Para enfrentar crise, Abimaq adota medidas de caráter emergencial

Diante do cenário de dificuldades enfrentado pelo setor fabricante de máquinas e equipamentos, que sofre avançado processo de desindustrialização devido à perda de competitividade resultante de fatores ligados à política econômica brasileira e à crise atual, a Abimaq (Associação Brasileira da Indústria de Máquinas e Equipamentos) e o Sindimaq (Sindicato Nacional da Indústria de Máquinas) realizaram reunião das Diretorias Plenárias no dia 11 de junho, na sede da associação, para discutir medidas, em caráter emergencial, para administrar a crise econômica. Durante a reunião, deliberou-se, também, pela criação de um Comitê de Gestão da Crise, que deverá se reunir nos próximos dias para detalhar todas as sugestões de ações que foram propostas durante a reunião Plenária.
Devido à falta de demanda e visando à redução de custos nas indústrias de máquinas e equipamentos, foram apresentadas e detalhadas aos associados alternativas de medidas legais a serem adotadas pelos empresários, entre elas: férias coletivas, banco de horas, redução de jornada com redução de salário e suspensão temporária do contrato de trabalho (layoff).
“Estamos à beira da destruição, não apenas da desindustrialização. Acho que poucos associados chegarão ao fim do ano de forma saudável. No curto prazo, a única saída para o setor é exportar, mas isso não acontece do dia para a noite. Então, como estamos no limite, teremos que tomar medidas previstas na legislação trabalhista. Infelizmente, situações extremas demandam medidas extremas, e se o governo não tomar as ações necessárias para revigorar nossa indústria, as demissões de funcionários vão continuar. Desde maio de 2013, já demitimos mais de 40.000 trabalhadores diretos”, ressaltou Carlos Pastoriza, presidente da associação.
Segundo Pastoriza, fatores como câmbio apreciado, juros elevados, cumulatividade de impostos e elevada carga tributária impedem que a indústria de transformação nacional consiga reagir. “Estamos deixando de produzir riqueza e renda no país”, afirma. Além disso, grande parte das empresas do setor que atuam no segmento de óleo e gás está sofrendo com o problema de inadimplência devido à crise causada neste setor pela Operação Lava Jato.
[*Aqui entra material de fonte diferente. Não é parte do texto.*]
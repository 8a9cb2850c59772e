//! Opcode gas costs.
//!
//! Fork-invariant costs are constants here; fork-dependent ones come from
//! the active [`GasSchedule`](crate::gas_schedule::GasSchedule).

use crate::{
    constants::WORD_SIZE_IN_BYTES_U64,
    errors::{ExceptionalHalt, InternalError, VMError},
    gas_schedule::GasSchedule,
    memory::expansion_cost,
};
use ethereum_types::U256;

// G_verylow group.
pub const ADD: u64 = 3;
pub const SUB: u64 = 3;
pub const LT: u64 = 3;
pub const GT: u64 = 3;
pub const SLT: u64 = 3;
pub const SGT: u64 = 3;
pub const EQ: u64 = 3;
pub const ISZERO: u64 = 3;
pub const AND: u64 = 3;
pub const OR: u64 = 3;
pub const XOR: u64 = 3;
pub const NOT: u64 = 3;
pub const BYTE: u64 = 3;
pub const SHL: u64 = 3;
pub const SHR: u64 = 3;
pub const SAR: u64 = 3;
pub const CALLDATALOAD: u64 = 3;
pub const CALLDATACOPY_STATIC: u64 = 3;
pub const CODECOPY_STATIC: u64 = 3;
pub const RETURNDATACOPY_STATIC: u64 = 3;
pub const PUSHN: u64 = 3;
pub const DUPN: u64 = 3;
pub const SWAPN: u64 = 3;

// G_low group.
pub const MUL: u64 = 5;
pub const DIV: u64 = 5;
pub const SDIV: u64 = 5;
pub const MOD: u64 = 5;
pub const SMOD: u64 = 5;
pub const SIGNEXTEND: u64 = 5;

// G_mid / G_high group.
pub const ADDMOD: u64 = 8;
pub const MULMOD: u64 = 8;
pub const JUMP: u64 = 8;
pub const JUMPI: u64 = 10;

// G_base group.
pub const ADDRESS: u64 = 2;
pub const ORIGIN: u64 = 2;
pub const CALLER: u64 = 2;
pub const CALLVALUE: u64 = 2;
pub const CALLDATASIZE: u64 = 2;
pub const CODESIZE: u64 = 2;
pub const GASPRICE: u64 = 2;
pub const COINBASE: u64 = 2;
pub const TIMESTAMP: u64 = 2;
pub const NUMBER: u64 = 2;
pub const DIFFICULTY: u64 = 2;
pub const GASLIMIT: u64 = 2;
pub const RETURNDATASIZE: u64 = 2;
pub const POP: u64 = 2;
pub const PC: u64 = 2;
pub const MSIZE: u64 = 2;
pub const GAS: u64 = 2;

pub const JUMPDEST: u64 = 1;
pub const BLOCKHASH: u64 = 20;

pub const EXP_STATIC: u64 = 10;
pub const KECCAK256_STATIC: u64 = 30;
pub const KECCAK256_DYNAMIC: u64 = 6;
pub const MEMORY_ACCESS: u64 = 3;
pub const COPY_PER_WORD: u64 = 3;

pub const LOG_STATIC: u64 = 375;
pub const LOG_DATA: u64 = 8;
pub const LOG_TOPIC: u64 = 375;

pub const SSTORE_SET: u64 = 20_000;
pub const SSTORE_RESET: u64 = 5_000;
/// Refund for clearing a non-zero storage slot (R_sclear).
pub const SSTORE_CLEAR_REFUND: u64 = 15_000;
/// Refund for the first SELFDESTRUCT of an account (R_selfdestruct).
pub const SELFDESTRUCT_REFUND: u64 = 24_000;

pub const CREATE_STATIC: u64 = 32_000;
/// Per-byte charge for installing deployed code.
pub const CODE_DEPOSIT_COST: u64 = 200;

/// Surcharge for transferring value with CALL or CALLCODE (G_callvalue).
pub const CALLVALUE_TRANSFER: u64 = 9_000;
/// Gas gifted to the callee of a value transfer, not charged to the
/// caller (G_callstipend).
pub const CALL_STIPEND: u64 = 2_300;

fn words(size: u64) -> Result<u64, VMError> {
    size.checked_add(WORD_SIZE_IN_BYTES_U64 - 1)
        .map(|padded| padded / WORD_SIZE_IN_BYTES_U64)
        .ok_or(ExceptionalHalt::OutOfGas.into())
}

/// EXP: static cost plus a per-byte charge on the exponent's length.
/// The byte cost was repriced by EIP-160.
pub fn exp(exponent: U256, schedule: &GasSchedule) -> Result<u64, VMError> {
    let exponent_byte_size = (exponent.bits() as u64).div_ceil(8);
    schedule
        .exp_byte
        .checked_mul(exponent_byte_size)
        .and_then(|dynamic| EXP_STATIC.checked_add(dynamic))
        .ok_or(ExceptionalHalt::OutOfGas.into())
}

/// KECCAK256: `30 + 6 * ceil(size / 32)` plus memory expansion.
pub fn keccak256(
    new_memory_size: usize,
    current_memory_size: usize,
    size: usize,
) -> Result<u64, VMError> {
    let hashed_words = words(size as u64)?;
    KECCAK256_STATIC
        .checked_add(
            KECCAK256_DYNAMIC
                .checked_mul(hashed_words)
                .ok_or(ExceptionalHalt::OutOfGas)?,
        )
        .and_then(|cost| {
            cost.checked_add(expansion_cost(new_memory_size, current_memory_size).ok()?)
        })
        .ok_or(ExceptionalHalt::OutOfGas.into())
}

/// The *COPY family: a static cost, 3 gas per copied word and memory
/// expansion.
pub fn copy_behavior(
    new_memory_size: usize,
    current_memory_size: usize,
    size: usize,
    static_cost: u64,
) -> Result<u64, VMError> {
    let copied_words = words(size as u64)?;
    static_cost
        .checked_add(
            COPY_PER_WORD
                .checked_mul(copied_words)
                .ok_or(ExceptionalHalt::OutOfGas)?,
        )
        .and_then(|cost| {
            cost.checked_add(expansion_cost(new_memory_size, current_memory_size).ok()?)
        })
        .ok_or(ExceptionalHalt::OutOfGas.into())
}

/// MLOAD/MSTORE/MSTORE8: the access cost plus expansion.
pub fn memory_access(
    new_memory_size: usize,
    current_memory_size: usize,
) -> Result<u64, VMError> {
    MEMORY_ACCESS
        .checked_add(expansion_cost(new_memory_size, current_memory_size)?)
        .ok_or(ExceptionalHalt::OutOfGas.into())
}

/// RETURN/REVERT: memory expansion only.
pub fn exit_opcode(
    new_memory_size: usize,
    current_memory_size: usize,
) -> Result<u64, VMError> {
    expansion_cost(new_memory_size, current_memory_size)
}

/// LOG0..LOG4: `375 + 8 * size + 375 * topics` plus expansion.
pub fn log(
    new_memory_size: usize,
    current_memory_size: usize,
    size: usize,
    topic_count: u64,
) -> Result<u64, VMError> {
    let topics_cost = LOG_TOPIC
        .checked_mul(topic_count)
        .ok_or(ExceptionalHalt::OutOfGas)?;
    let data_cost = LOG_DATA
        .checked_mul(size as u64)
        .ok_or(ExceptionalHalt::OutOfGas)?;
    LOG_STATIC
        .checked_add(topics_cost)
        .and_then(|cost| cost.checked_add(data_cost))
        .and_then(|cost| {
            cost.checked_add(expansion_cost(new_memory_size, current_memory_size).ok()?)
        })
        .ok_or(ExceptionalHalt::OutOfGas.into())
}

/// SSTORE: `G_sset` when writing non-zero into a zero slot, `G_sreset`
/// otherwise. The clearing refund is accounted by the handler.
pub fn sstore(current_value: U256, new_value: U256) -> u64 {
    if current_value.is_zero() && !new_value.is_zero() {
        SSTORE_SET
    } else {
        SSTORE_RESET
    }
}

/// CREATE: the static creation cost plus memory expansion for the init
/// code window.
pub fn create(new_memory_size: usize, current_memory_size: usize) -> Result<u64, VMError> {
    CREATE_STATIC
        .checked_add(expansion_cost(new_memory_size, current_memory_size)?)
        .ok_or(ExceptionalHalt::OutOfGas.into())
}

/// SELFDESTRUCT cost: zero until EIP-150, then 5000 plus a new-account
/// surcharge when the beneficiary has to be created.
pub fn selfdestruct(schedule: &GasSchedule, charge_new_account: bool) -> u64 {
    let mut cost = schedule.selfdestruct;
    if charge_new_account {
        cost = cost.saturating_add(schedule.selfdestruct_new_account);
    }
    cost
}

/// All-but-one-64th of the remaining gas (EIP-150); everything before it.
pub fn max_message_call_gas(gas_remaining: u64, schedule: &GasSchedule) -> u64 {
    if schedule.has_63_64_rule {
        gas_remaining - gas_remaining / 64
    } else {
        gas_remaining
    }
}

/// CALL-family cost and forwarded gas.
///
/// Returns `(caller_charge, child_gas_limit)`. The caller pays the base
/// cost, surcharges, memory expansion and the forwarded gas; the stipend
/// is added to the child's budget for free.
#[allow(clippy::too_many_arguments)]
pub fn call(
    new_memory_size: usize,
    current_memory_size: usize,
    transfers_value: bool,
    charge_new_account: bool,
    requested_gas: U256,
    gas_remaining: u64,
    schedule: &GasSchedule,
) -> Result<(u64, u64), VMError> {
    let mut cost = schedule
        .call_base
        .checked_add(expansion_cost(new_memory_size, current_memory_size)?)
        .ok_or(ExceptionalHalt::OutOfGas)?;
    if transfers_value {
        cost = cost
            .checked_add(CALLVALUE_TRANSFER)
            .ok_or(ExceptionalHalt::OutOfGas)?;
    }
    if charge_new_account {
        cost = cost
            .checked_add(schedule.call_new_account)
            .ok_or(ExceptionalHalt::OutOfGas)?;
    }
    let gas_left = gas_remaining
        .checked_sub(cost)
        .ok_or(ExceptionalHalt::OutOfGas)?;

    let forwarded = if schedule.has_63_64_rule {
        let cap = gas_left - gas_left / 64;
        if requested_gas > U256::from(cap) {
            cap
        } else {
            requested_gas.low_u64()
        }
    } else {
        // Pre-EIP-150 the requested gas is taken literally; asking for
        // more than is available is out of gas.
        let requested =
            u64::try_from(requested_gas).map_err(|_| ExceptionalHalt::OutOfGas)?;
        if requested > gas_left {
            return Err(ExceptionalHalt::OutOfGas.into());
        }
        requested
    };

    let mut child_gas = forwarded;
    if transfers_value {
        child_gas = child_gas
            .checked_add(CALL_STIPEND)
            .ok_or(InternalError::Overflow)?;
    }
    let total = cost
        .checked_add(forwarded)
        .ok_or(InternalError::Overflow)?;
    Ok((total, child_gas))
}

#[cfg(test)]
mod tests {
    use super::*;
    use crate::gas_schedule::{FRONTIER_SCHEDULE, TANGERINE_WHISTLE_SCHEDULE};

    #[test]
    fn exp_cost_by_exponent_width() {
        assert_eq!(exp(U256::zero(), &FRONTIER_SCHEDULE).unwrap(), 10);
        assert_eq!(exp(U256::from(255), &FRONTIER_SCHEDULE).unwrap(), 20);
        assert_eq!(exp(U256::from(256), &FRONTIER_SCHEDULE).unwrap(), 30);
    }

    #[test]
    fn call_forwards_63_64ths() {
        // 700 base, no value, plenty requested: forwarded is capped.
        let (cost, child_gas) = call(
            0,
            0,
            false,
            false,
            U256::MAX,
            64_700,
            &TANGERINE_WHISTLE_SCHEDULE,
        )
        .unwrap();
        let cap = 64_000 - 64_000 / 64;
        assert_eq!(child_gas, cap);
        assert_eq!(cost, 700 + cap);
    }

    #[test]
    fn call_pre_eip150_requires_requested_gas() {
        let err = call(
            0,
            0,
            false,
            false,
            U256::from(1_000_000),
            10_000,
            &FRONTIER_SCHEDULE,
        );
        assert!(err.is_err());

        let (cost, child_gas) = call(
            0,
            0,
            false,
            false,
            U256::from(5_000),
            10_000,
            &FRONTIER_SCHEDULE,
        )
        .unwrap();
        assert_eq!(child_gas, 5_000);
        assert_eq!(cost, 40 + 5_000);
    }

    #[test]
    fn value_call_adds_stipend_to_child_only() {
        let (cost, child_gas) = call(
            0,
            0,
            true,
            false,
            U256::from(100),
            100_000,
            &TANGERINE_WHISTLE_SCHEDULE,
        )
        .unwrap();
        assert_eq!(child_gas, 100 + CALL_STIPEND);
        assert_eq!(cost, 700 + CALLVALUE_TRANSFER + 100);
    }

    #[test]
    fn sstore_costs() {
        assert_eq!(sstore(U256::zero(), U256::one()), SSTORE_SET);
        assert_eq!(sstore(U256::one(), U256::zero()), SSTORE_RESET);
        assert_eq!(sstore(U256::one(), U256::from(2)), SSTORE_RESET);
        assert_eq!(sstore(U256::zero(), U256::zero()), SSTORE_RESET);
    }
}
Os associados estão sendo orientados pela Abimaq quanto ao alcance e às implicações de cada medida prevista na legislação trabalhista apresentada durante a reunião, além do detalhamento das condições em que devem ser estabelecidas, para que as melhores alternativas possíveis possam ser adotadas, tanto para os empresários como para os empregados.